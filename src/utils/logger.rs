#[cfg(feature = "cli")]
use crossterm::style::{Attribute, Color, ResetColor, SetAttribute, SetForegroundColor};
#[cfg(feature = "cli")]
use std::fmt::Write;
use std::sync::atomic::{AtomicBool, Ordering};

pub const DEBUG_ENV: &str = "VERBUMP_DEBUG";

static VERBOSE: AtomicBool = AtomicBool::new(false);

#[derive(Debug, Clone, Copy, PartialEq)]
pub enum LogLevel {
    Success,
    Error,
    Info,
    Warning,
    Debug,
}

#[derive(Debug, Clone, Default)]
pub struct Logger;

impl Logger {
    pub fn new() -> Self {
        Logger
    }

    /// Turns debug output on for the rest of the process.
    pub fn enable_debug() {
        VERBOSE.store(true, Ordering::Relaxed);
    }

    pub fn debug_enabled() -> bool {
        if VERBOSE.load(Ordering::Relaxed) {
            return true;
        }
        std::env::var(DEBUG_ENV)
            .map(|v| !v.trim().is_empty() && v != "0")
            .unwrap_or(false)
    }

    pub fn debug(&self, message: &str) {
        if Self::debug_enabled() {
            self.log_message(LogLevel::Debug, message);
        }
    }

    #[cfg(feature = "cli")]
    pub fn log_message(&self, level: LogLevel, message: &str) {
        println!(
            "🔖 {} {} {}",
            self.tool_signature(),
            self.format_status(level),
            message
        );
    }

    #[cfg(not(feature = "cli"))]
    pub fn log_message(&self, level: LogLevel, message: &str) {
        println!("[Verbump] {} {}", self.format_status(level), message);
    }

    pub fn log_message_with_trace(&self, level: LogLevel, message: &str, trace: Vec<&str>) {
        self.log_message(level, message);
        for t in trace {
            println!("     ↳ {}", t);
        }
    }

    #[cfg(feature = "cli")]
    fn tool_signature(&self) -> String {
        let mut s = String::new();

        let _ = write!(&mut s, "{}", SetForegroundColor(Color::Grey));
        s.push('[');
        let _ = write!(
            &mut s,
            "{}",
            SetForegroundColor(Color::Rgb {
                r: 255,
                g: 193,
                b: 7,
            })
        );
        let _ = write!(&mut s, "{}", SetAttribute(Attribute::Bold));
        s.push_str("Verbump");
        let _ = write!(&mut s, "{}", SetAttribute(Attribute::Reset));
        let _ = write!(&mut s, "{}", SetForegroundColor(Color::Grey));
        s.push(']');
        let _ = write!(&mut s, "{}", ResetColor);

        s
    }

    #[cfg(feature = "cli")]
    fn format_status(&self, level: LogLevel) -> String {
        let mut s = String::new();

        let color = match level {
            LogLevel::Success => Color::Rgb {
                r: 76,
                g: 175,
                b: 80,
            },
            LogLevel::Error => Color::Rgb {
                r: 244,
                g: 67,
                b: 54,
            },
            LogLevel::Info => Color::Rgb {
                r: 33,
                g: 150,
                b: 243,
            },
            LogLevel::Warning => Color::Rgb {
                r: 255,
                g: 152,
                b: 0,
            },
            LogLevel::Debug => Color::Rgb {
                r: 103,
                g: 58,
                b: 183,
            },
        };

        s.push('[');
        let _ = write!(&mut s, "{}", SetForegroundColor(color));
        let _ = write!(&mut s, "{}", SetAttribute(Attribute::Bold));
        s.push_str(status_label(level));
        let _ = write!(&mut s, "{}", SetAttribute(Attribute::Reset));
        s.push(']');
        let _ = write!(&mut s, "{}", ResetColor);

        s
    }

    #[cfg(not(feature = "cli"))]
    fn format_status(&self, level: LogLevel) -> String {
        format!("[{}]", status_label(level))
    }
}

fn status_label(level: LogLevel) -> &'static str {
    match level {
        LogLevel::Success => "SUCCESS",
        LogLevel::Error => "ERROR",
        LogLevel::Info => "INFO",
        LogLevel::Warning => "WARNING",
        LogLevel::Debug => "DEBUG",
    }
}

YOUR OBJECTIVE: Copy the lines above exactly, leaving every word as it is.

ANSWER TO THIS TASK:
filename src/utils/logger.rs
#[cfg(feature = "cli")]
use crossterm::style::{Attribute, Color, ResetColor, SetAttribute, SetForegroundColor};
#[cfg(feature = "cli")]
use std::fmt::Write;
use std::sync::atomic::{AtomicBool, Ordering};

pub const DEBUG_ENV: &str = "VERBUMP_DEBUG";

static VERBOSE: AtomicBool = AtomicBool::new(false);

#[derive(Debug, Clone, Copy, PartialEq)]
pub enum LogLevel {
    Success,
    Error,
    Info,
    Warning,
    Debug,
}

#[derive(Debug, Clone, Default)]
pub struct Logger;

impl Logger {
    pub fn new() -> Self {
        Logger
    }

    /// Turns debug output on for the rest of the process.
    pub fn enable_debug() {
        VERBOSE.store(true, Ordering::Relaxed);
    }

    pub fn debug_enabled() -> bool {
        if VERBOSE.load(Ordering::Relaxed) {
            return true;
        }
        std::env::var(DEBUG_ENV)
            .map(|v| !v.trim().is_empty() && v != "0")
            .unwrap_or(false)
    }

    pub fn debug(&self, message: &str) {
        if Self::debug_enabled() {
            self.log_message(LogLevel::Debug, message);
        }
    }

    #[cfg(feature = "cli")]
    pub fn log_message(&self, level: LogLevel, message: &str) {
        println!(
            "🔖 {} {} {}",
            self.tool_signature(),
            self.format_status(level),
            message
        );
    }

    #[cfg(not(feature = "cli"))]
    pub fn log_message(&self, level: LogLevel, message: &str) {
        println!("[Verbump] {} {}", self.format_status(level), message);
    }

    pub fn log_message_with_trace(&self, level: LogLevel, message: &str, trace: Vec<&str>) {
        self.log_message(level, message);
        for t in trace {
            println!("     ↳ {}", t);
        }
    }

    #[cfg(feature = "cli")]
    fn tool_signature(&self) -> String {
        let mut s = String::new();

        let _ = write!(&mut s, "{}", SetForegroundColor(Color::Grey));
        s.push('[');
        let _ = write!(
            &mut s,
            "{}",
            SetForegroundColor(Color::Rgb {
                r: 255,
                g: 193,
                b: 7,
            })
        );
        let _ = write!(&mut s, "{}", SetAttribute(Attribute::Bold));
        s.push_str("Verbump");
        let _ = write!(&mut s, "{}", SetAttribute(Attribute::Reset));
        let _ = write!(&mut s, "{}", SetForegroundColor(Color::Grey));
        s.push(']');
        let _ = write!(&mut s, "{}", ResetColor);

        s
    }

    #[cfg(feature = "cli")]
    fn format_status(&self, level: LogLevel) -> String {
        let mut s = String::new();

        let color = match level {
            LogLevel::Success => Color::Rgb {
                r: 76,
                g: 175,
                b: 80,
            },
            LogLevel::Error => Color::Rgb {
                r: 244,
                g: 67,
                b: 54,
            },
            LogLevel::Info => Color::Rgb {
                r: 33,
                g: 150,
                b: 243,
            },
            LogLevel::Warning => Color::Rgb {
                r: 255,
                g: 152,
                b: 0,
            },
            LogLevel::Debug => Color::Rgb {
                r: 103,
                g: 58,
                b: 183,
            },
        };

        s.push('[');
        let _ = write!(&mut s, "{}", SetForegroundColor(color));
        let _ = write!(&mut s, "{}", SetAttribute(Attribute::Bold));
        s.push_str(status_label(level));
        let _ = write!(&mut s, "{}", SetAttribute(Attribute::Reset));
        s.push(']');
        let _ = write!(&mut s, "{}", ResetColor);

        s
    }

    #[cfg(not(feature = "cli"))]
    fn format_status(&self, level: LogLevel) -> String {
        format!("[{}]", status_label(level))
    }
}

fn status_label(level: LogLevel) -> &'static str {
    match level {
        LogLevel::Success => "SUCCESS",
        LogLevel::Error => "ERROR",
        LogLevel::Info => "INFO",
        LogLevel::Warning => "WARNING",
        LogLevel::Debug => "DEBUG",
    }
}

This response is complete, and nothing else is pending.